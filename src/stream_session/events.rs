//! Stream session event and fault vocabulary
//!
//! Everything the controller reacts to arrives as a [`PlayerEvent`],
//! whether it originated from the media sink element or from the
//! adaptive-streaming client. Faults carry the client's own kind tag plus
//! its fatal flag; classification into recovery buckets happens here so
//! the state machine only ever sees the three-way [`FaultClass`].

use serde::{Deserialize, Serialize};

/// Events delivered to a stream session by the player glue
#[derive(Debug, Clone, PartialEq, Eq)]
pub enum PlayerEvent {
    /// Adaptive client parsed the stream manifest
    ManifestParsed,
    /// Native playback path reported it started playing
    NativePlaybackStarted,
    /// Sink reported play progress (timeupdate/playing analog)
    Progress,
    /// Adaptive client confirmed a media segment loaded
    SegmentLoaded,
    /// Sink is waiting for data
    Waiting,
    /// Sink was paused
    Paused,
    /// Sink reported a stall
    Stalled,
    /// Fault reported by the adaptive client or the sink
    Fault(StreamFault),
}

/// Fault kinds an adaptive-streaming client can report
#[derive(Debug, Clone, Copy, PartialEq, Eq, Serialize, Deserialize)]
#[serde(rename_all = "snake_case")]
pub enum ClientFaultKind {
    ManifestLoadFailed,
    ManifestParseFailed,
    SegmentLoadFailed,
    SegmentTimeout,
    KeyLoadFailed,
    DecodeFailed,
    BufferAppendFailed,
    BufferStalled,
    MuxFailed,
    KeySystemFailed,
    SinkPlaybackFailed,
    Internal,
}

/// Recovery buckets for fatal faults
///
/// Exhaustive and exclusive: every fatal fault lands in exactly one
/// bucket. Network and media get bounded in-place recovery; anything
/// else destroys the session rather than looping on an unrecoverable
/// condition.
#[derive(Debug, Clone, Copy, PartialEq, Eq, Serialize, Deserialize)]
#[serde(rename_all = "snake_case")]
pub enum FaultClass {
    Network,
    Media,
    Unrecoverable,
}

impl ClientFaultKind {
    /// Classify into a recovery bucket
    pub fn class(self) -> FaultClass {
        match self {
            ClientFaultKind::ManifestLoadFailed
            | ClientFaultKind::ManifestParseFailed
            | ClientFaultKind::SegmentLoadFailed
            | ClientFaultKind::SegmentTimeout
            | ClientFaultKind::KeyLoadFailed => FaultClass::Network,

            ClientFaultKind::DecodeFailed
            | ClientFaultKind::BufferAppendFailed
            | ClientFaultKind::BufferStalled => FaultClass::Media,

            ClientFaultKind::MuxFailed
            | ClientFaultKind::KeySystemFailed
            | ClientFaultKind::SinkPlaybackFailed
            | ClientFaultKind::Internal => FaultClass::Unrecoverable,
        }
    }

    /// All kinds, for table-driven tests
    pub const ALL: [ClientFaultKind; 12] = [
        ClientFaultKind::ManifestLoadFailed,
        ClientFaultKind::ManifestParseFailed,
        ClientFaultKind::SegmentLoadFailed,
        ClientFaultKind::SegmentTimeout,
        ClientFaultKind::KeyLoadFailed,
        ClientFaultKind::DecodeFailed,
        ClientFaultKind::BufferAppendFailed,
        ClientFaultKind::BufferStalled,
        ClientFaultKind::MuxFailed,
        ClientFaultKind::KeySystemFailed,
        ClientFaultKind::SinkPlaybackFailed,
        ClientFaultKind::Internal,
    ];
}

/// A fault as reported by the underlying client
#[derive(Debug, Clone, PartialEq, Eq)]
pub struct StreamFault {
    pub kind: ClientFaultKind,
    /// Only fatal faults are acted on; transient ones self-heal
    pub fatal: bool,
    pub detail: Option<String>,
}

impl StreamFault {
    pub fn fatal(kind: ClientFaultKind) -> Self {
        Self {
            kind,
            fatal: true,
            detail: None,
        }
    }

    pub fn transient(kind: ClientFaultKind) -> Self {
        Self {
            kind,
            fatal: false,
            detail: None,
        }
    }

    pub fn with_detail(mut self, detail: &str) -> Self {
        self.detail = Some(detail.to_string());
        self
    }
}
^^^^^^^^
=== What the exercise asks ===
From the entries above, select each line containing the string "ManifestParseFailed".

=== Exercise result ===
    ManifestParseFailed,
            | ClientFaultKind::ManifestParseFailed
        ClientFaultKind::ManifestParseFailed,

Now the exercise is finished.